> _Saved data entries_
┌──
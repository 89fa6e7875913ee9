use serde::{Deserialize, Serialize};
use serde_json::{Map, Value};
use std::{
    collections::HashMap,
    fs,
    path::{Path, PathBuf},
    sync::{Arc, Mutex},
};
use thiserror::Error;
use tracing::warn;

/// Global-state key for the "don't show the new-project logs message again" flag.
pub const HIDE_NEW_LOGS_MSG_KEY: &str = "show-new-logs-msg";

#[derive(Debug, Error)]
pub enum PrefsError {
    #[error("io error: {0}")]
    Io(#[from] std::io::Error),
    #[error("serialization error: {0}")]
    Serialization(#[from] serde_json::Error),
}

#[derive(Debug, Clone, Copy, PartialEq, Eq, Hash)]
pub enum Setting {
    OverviewOnCreation,
    LogsOnCreation,
    AddNewProjectsToWorkspace,
}

impl Setting {
    pub fn key(&self) -> &'static str {
        match self {
            Setting::OverviewOnCreation => "codewind.openOverviewOnProjectCreation",
            Setting::LogsOnCreation => "codewind.showLogsOnProjectCreation",
            Setting::AddNewProjectsToWorkspace => "codewind.addNewProjectsToWorkspace",
        }
    }
}

#[derive(Debug, Clone, Copy, PartialEq, Eq, Serialize, Deserialize)]
#[serde(default)]
pub struct OnboardingSettings {
    pub overview_on_creation: bool,
    pub logs_on_creation: bool,
    pub add_new_projects_to_workspace: bool,
}

impl Default for OnboardingSettings {
    fn default() -> Self {
        Self {
            overview_on_creation: true,
            logs_on_creation: true,
            add_new_projects_to_workspace: false,
        }
    }
}

impl OnboardingSettings {
    pub fn enabled(&self, setting: Setting) -> bool {
        match setting {
            Setting::OverviewOnCreation => self.overview_on_creation,
            Setting::LogsOnCreation => self.logs_on_creation,
            Setting::AddNewProjectsToWorkspace => self.add_new_projects_to_workspace,
        }
    }
}

pub trait PreferenceStore: Send + Sync {
    fn get_bool(&self, key: &str) -> Option<bool>;

    fn set_bool(&self, key: &str, value: bool) -> Result<(), PrefsError>;
}

#[derive(Default)]
pub struct MemoryPreferenceStore {
    values: Mutex<HashMap<String, bool>>,
}

impl MemoryPreferenceStore {
    pub fn new() -> Self {
        Self::default()
    }
}

impl PreferenceStore for MemoryPreferenceStore {
    fn get_bool(&self, key: &str) -> Option<bool> {
        let values = self.values.lock().unwrap_or_else(|err| err.into_inner());
        values.get(key).copied()
    }

    fn set_bool(&self, key: &str, value: bool) -> Result<(), PrefsError> {
        let mut values = self.values.lock().unwrap_or_else(|err| err.into_inner());
        values.insert(key.to_string(), value);
        Ok(())
    }
}

/// JSON object on disk; every write rewrites the file.
pub struct FilePreferenceStore {
    path: PathBuf,
    values: Mutex<Map<String, Value>>,
}

impl FilePreferenceStore {
    pub fn open(path: impl Into<PathBuf>) -> Self {
        let path = path.into();
        let values = load_values(&path);
        Self {
            path,
            values: Mutex::new(values),
        }
    }
}

impl PreferenceStore for FilePreferenceStore {
    fn get_bool(&self, key: &str) -> Option<bool> {
        let values = self.values.lock().unwrap_or_else(|err| err.into_inner());
        values.get(key).and_then(Value::as_bool)
    }

    fn set_bool(&self, key: &str, value: bool) -> Result<(), PrefsError> {
        let mut values = self.values.lock().unwrap_or_else(|err| err.into_inner());
        values.insert(key.to_string(), Value::Bool(value));
        if let Some(parent) = self.path.parent() {
            fs::create_dir_all(parent)?;
        }
        let contents = serde_json::to_string_pretty(&*values)?;
        fs::write(&self.path, contents)?;
        Ok(())
    }
}

fn load_values(path: &Path) -> Map<String, Value> {
    let Ok(contents) = fs::read_to_string(path) else {
        return Map::new();
    };
    match serde_json::from_str::<Map<String, Value>>(&contents) {
        Ok(values) => values,
        Err(err) => {
            warn!("prefs_parse_failed: {}: {err}", path.display());
            Map::new()
        }
    }
}

/// User toggles read live from the store, falling back to configured defaults.
#[derive(Clone)]
pub struct Preferences {
    store: Arc<dyn PreferenceStore>,
    defaults: OnboardingSettings,
}

impl Preferences {
    pub fn new(store: Arc<dyn PreferenceStore>, defaults: OnboardingSettings) -> Self {
        Self { store, defaults }
    }

    pub fn in_memory(defaults: OnboardingSettings) -> Self {
        Self::new(Arc::new(MemoryPreferenceStore::new()), defaults)
    }

    pub fn is_enabled(&self, setting: Setting) -> bool {
        self.store
            .get_bool(setting.key())
            .unwrap_or_else(|| self.defaults.enabled(setting))
    }

    pub fn logs_message_dismissed(&self) -> bool {
        self.store.get_bool(HIDE_NEW_LOGS_MSG_KEY).unwrap_or(false)
    }

    pub fn dismiss_logs_message(&self) -> Result<(), PrefsError> {
        self.store.set_bool(HIDE_NEW_LOGS_MSG_KEY, true)
    }
}
//! Text framing for the control plane's realtime socket.
//!
//! The server speaks Socket.IO v2 packets carried inside Engine.IO v3
//! websocket frames. Only the text encoding is supported; binary events are
//! rejected.

use serde::{Deserialize, Serialize};
use serde_json::Value;
use thiserror::Error;

pub const DEFAULT_MAX_FRAME_BYTES: usize = 1024 * 1024;
pub const ROOT_NAMESPACE: &str = "/";

#[derive(Debug, Clone, PartialEq, Eq, Error)]
pub enum FrameError {
    #[error("empty packet")]
    Empty,
    #[error("unknown packet type: {0}")]
    UnknownType(char),
    #[error("malformed packet json: {0}")]
    MalformedJson(String),
    #[error("event packet is missing an event name")]
    MissingEventName,
    #[error("unsupported packet: {0}")]
    Unsupported(String),
    #[error("frame exceeds max size: {size} > {max}")]
    OversizedFrame { size: usize, max: usize },
}

#[derive(Debug, Clone, PartialEq, Eq, Serialize, Deserialize)]
#[serde(rename_all = "camelCase")]
pub struct OpenHandshake {
    pub sid: String,
    #[serde(default)]
    pub upgrades: Vec<String>,
    pub ping_interval: u64,
    pub ping_timeout: u64,
}

#[derive(Debug, Clone, PartialEq)]
pub enum EnginePacket {
    Open(OpenHandshake),
    Close,
    Ping(Option<String>),
    Pong(Option<String>),
    Message(String),
    Upgrade,
    Noop,
}

impl EnginePacket {
    pub fn encode(&self) -> String {
        match self {
            EnginePacket::Open(handshake) => {
                format!("0{}", serde_json::to_string(handshake).unwrap_or_default())
            }
            EnginePacket::Close => "1".to_string(),
            EnginePacket::Ping(probe) => format!("2{}", probe.as_deref().unwrap_or_default()),
            EnginePacket::Pong(probe) => format!("3{}", probe.as_deref().unwrap_or_default()),
            EnginePacket::Message(body) => format!("4{body}"),
            EnginePacket::Upgrade => "5".to_string(),
            EnginePacket::Noop => "6".to_string(),
        }
    }

    pub fn decode(text: &str, max_frame_bytes: usize) -> Result<Self, FrameError> {
        check_size(text, max_frame_bytes)?;
        let mut chars = text.chars();
        let kind = chars.next().ok_or(FrameError::Empty)?;
        let rest = chars.as_str();
        let probe = || (!rest.is_empty()).then(|| rest.to_string());
        match kind {
            '0' => serde_json::from_str(rest)
                .map(EnginePacket::Open)
                .map_err(|err| FrameError::MalformedJson(err.to_string())),
            '1' => Ok(EnginePacket::Close),
            '2' => Ok(EnginePacket::Ping(probe())),
            '3' => Ok(EnginePacket::Pong(probe())),
            '4' => Ok(EnginePacket::Message(rest.to_string())),
            '5' => Ok(EnginePacket::Upgrade),
            '6' => Ok(EnginePacket::Noop),
            other => Err(FrameError::UnknownType(other)),
        }
    }
}

#[derive(Debug, Clone, PartialEq)]
pub enum SocketPacket {
    Connect {
        namespace: String,
    },
    Disconnect {
        namespace: String,
    },
    Event {
        namespace: String,
        id: Option<u64>,
        name: String,
        args: Vec<Value>,
    },
    Ack {
        namespace: String,
        id: u64,
        args: Vec<Value>,
    },
    Error {
        namespace: String,
        data: Value,
    },
}

impl SocketPacket {
    pub fn event(namespace: &str, name: &str, payload: Value) -> Self {
        SocketPacket::Event {
            namespace: namespace.to_string(),
            id: None,
            name: name.to_string(),
            args: vec![payload],
        }
    }

    /// Socket.IO handlers receive the first argument as the event payload.
    pub fn first_arg(&self) -> Value {
        match self {
            SocketPacket::Event { args, .. } | SocketPacket::Ack { args, .. } => {
                args.first().cloned().unwrap_or(Value::Null)
            }
            SocketPacket::Error { data, .. } => data.clone(),
            SocketPacket::Connect { .. } | SocketPacket::Disconnect { .. } => Value::Null,
        }
    }

    pub fn namespace(&self) -> &str {
        match self {
            SocketPacket::Connect { namespace }
            | SocketPacket::Disconnect { namespace }
            | SocketPacket::Event { namespace, .. }
            | SocketPacket::Ack { namespace, .. }
            | SocketPacket::Error { namespace, .. } => namespace,
        }
    }

    pub fn encode(&self) -> String {
        let mut out = String::new();
        let (kind, namespace) = match self {
            SocketPacket::Connect { namespace } => ('0', namespace),
            SocketPacket::Disconnect { namespace } => ('1', namespace),
            SocketPacket::Event { namespace, .. } => ('2', namespace),
            SocketPacket::Ack { namespace, .. } => ('3', namespace),
            SocketPacket::Error { namespace, .. } => ('4', namespace),
        };
        out.push(kind);
        if !namespace.is_empty() && namespace != ROOT_NAMESPACE {
            out.push_str(namespace);
            out.push(',');
        }
        match self {
            SocketPacket::Event { id, name, args, .. } => {
                if let Some(id) = id {
                    out.push_str(&id.to_string());
                }
                let mut body = Vec::with_capacity(args.len() + 1);
                body.push(Value::String(name.clone()));
                body.extend(args.iter().cloned());
                out.push_str(&Value::Array(body).to_string());
            }
            SocketPacket::Ack { id, args, .. } => {
                out.push_str(&id.to_string());
                out.push_str(&Value::Array(args.clone()).to_string());
            }
            SocketPacket::Error { data, .. } => out.push_str(&data.to_string()),
            SocketPacket::Connect { .. } | SocketPacket::Disconnect { .. } => {}
        }
        out
    }

    pub fn decode(text: &str, max_frame_bytes: usize) -> Result<Self, FrameError> {
        check_size(text, max_frame_bytes)?;
        let mut chars = text.chars();
        let kind = chars.next().ok_or(FrameError::Empty)?;
        let mut rest = chars.as_str();

        if matches!(kind, '5' | '6') {
            return Err(FrameError::Unsupported("binary packets".to_string()));
        }
        if !matches!(kind, '0'..='4') {
            return Err(FrameError::UnknownType(kind));
        }

        let namespace = if rest.starts_with('/') {
            match rest.find(',') {
                Some(idx) => {
                    let namespace = rest[..idx].to_string();
                    rest = &rest[idx + 1..];
                    namespace
                }
                None => {
                    let namespace = rest.to_string();
                    rest = "";
                    namespace
                }
            }
        } else {
            ROOT_NAMESPACE.to_string()
        };

        let digits = rest.chars().take_while(char::is_ascii_digit).count();
        let id = if digits > 0 {
            rest[..digits].parse::<u64>().ok()
        } else {
            None
        };
        rest = &rest[digits..];

        match kind {
            '0' => Ok(SocketPacket::Connect { namespace }),
            '1' => Ok(SocketPacket::Disconnect { namespace }),
            '2' => {
                let mut args = parse_array(rest)?;
                if args.is_empty() {
                    return Err(FrameError::MissingEventName);
                }
                let Value::String(name) = args.remove(0) else {
                    return Err(FrameError::MissingEventName);
                };
                Ok(SocketPacket::Event {
                    namespace,
                    id,
                    name,
                    args,
                })
            }
            '3' => {
                let id = id.ok_or_else(|| FrameError::MalformedJson("ack without id".to_string()))?;
                Ok(SocketPacket::Ack {
                    namespace,
                    id,
                    args: parse_array(rest)?,
                })
            }
            _ => {
                let data = serde_json::from_str(rest)
                    .unwrap_or_else(|_| Value::String(rest.to_string()));
                Ok(SocketPacket::Error { namespace, data })
            }
        }
    }
}

fn parse_array(raw: &str) -> Result<Vec<Value>, FrameError> {
    if raw.is_empty() {
        return Ok(Vec::new());
    }
    match serde_json::from_str::<Value>(raw) {
        Ok(Value::Array(values)) => Ok(values),
        Ok(other) => Err(FrameError::MalformedJson(format!("expected array, got {other}"))),
        Err(err) => Err(FrameError::MalformedJson(err.to_string())),
    }
}

fn check_size(text: &str, max_frame_bytes: usize) -> Result<(), FrameError> {
    if text.len() > max_frame_bytes {
        return Err(FrameError::OversizedFrame {
            size: text.len(),
            max: max_frame_bytes,
        });
    }
    Ok(())
}
pub mod events;
pub mod socket_frame;

pub use events::{
    ClientMessage, DeletionResult, EventError, EventKind, InboundEvent, LoadRunnerStatus,
    LogInfo, LogUpdate, LogsListChanged, MissingLocalDir, ProjectInfo, ProjectLink,
    RegistryPushStatus, RestartResult, ServerMessage, SettingsChanged, ValidationEvent,
    ValidationResult,
};
pub use socket_frame::{EnginePacket, FrameError, OpenHandshake, SocketPacket};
└──
> _Try it_
Go through the records. Copy each line where "Debug" appears.

> _Result below_
#[derive(Debug, Error)]
#[derive(Debug, Clone, Copy, PartialEq, Eq, Hash)]
#[derive(Debug, Clone, Copy, PartialEq, Eq, Serialize, Deserialize)]
#[derive(Debug, Clone, PartialEq, Eq, Error)]
#[derive(Debug, Clone, PartialEq, Eq, Serialize, Deserialize)]
#[derive(Debug, Clone, PartialEq)]
#[derive(Debug, Clone, PartialEq)]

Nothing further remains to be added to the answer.